### Problem
If "InMemoryStore" shows up in a line of the material, return that line.

### Extracted records
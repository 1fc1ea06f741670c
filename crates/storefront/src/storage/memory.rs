use std::collections::HashMap;
use std::sync::{Arc, RwLock};

use super::{KeyValueStore, StorageError};

/// In-memory key-value store backed by `Arc<RwLock<HashMap>>`.
///
/// Cloning shares the same underlying storage, so a clone kept by a test
/// observes everything a `CartStore` writes.
#[derive(Debug, Clone, Default)]
pub struct InMemoryStore {
    entries: Arc<RwLock<HashMap<String, String>>>,
}

impl InMemoryStore {
    #[must_use]
    pub fn new() -> Self {
        Self::default()
    }

    /// Number of stored keys.
    ///
    /// # Errors
    ///
    /// Returns `StorageError::LockPoisoned` if a writer panicked.
    pub fn len(&self) -> Result<usize, StorageError> {
        let entries = self
            .entries
            .read()
            .map_err(|_| StorageError::LockPoisoned("memory read"))?;
        Ok(entries.len())
    }

    /// Whether no keys are stored.
    ///
    /// # Errors
    ///
    /// Returns `StorageError::LockPoisoned` if a writer panicked.
    pub fn is_empty(&self) -> Result<bool, StorageError> {
        Ok(self.len()? == 0)
    }
}

impl KeyValueStore for InMemoryStore {
    fn get(&self, key: &str) -> Result<Option<String>, StorageError> {
        let entries = self
            .entries
            .read()
            .map_err(|_| StorageError::LockPoisoned("memory read"))?;
        Ok(entries.get(key).cloned())
    }

    fn set(&self, key: &str, value: &str) -> Result<(), StorageError> {
        let mut entries = self
            .entries
            .write()
            .map_err(|_| StorageError::LockPoisoned("memory write"))?;
        entries.insert(key.to_owned(), value.to_owned());
        Ok(())
    }

    fn remove(&self, key: &str) -> Result<(), StorageError> {
        let mut entries = self
            .entries
            .write()
            .map_err(|_| StorageError::LockPoisoned("memory write"))?;
        entries.remove(key);
        Ok(())
    }
}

### Solution to the exercise
pub struct InMemoryStore {
impl InMemoryStore {
impl KeyValueStore for InMemoryStore {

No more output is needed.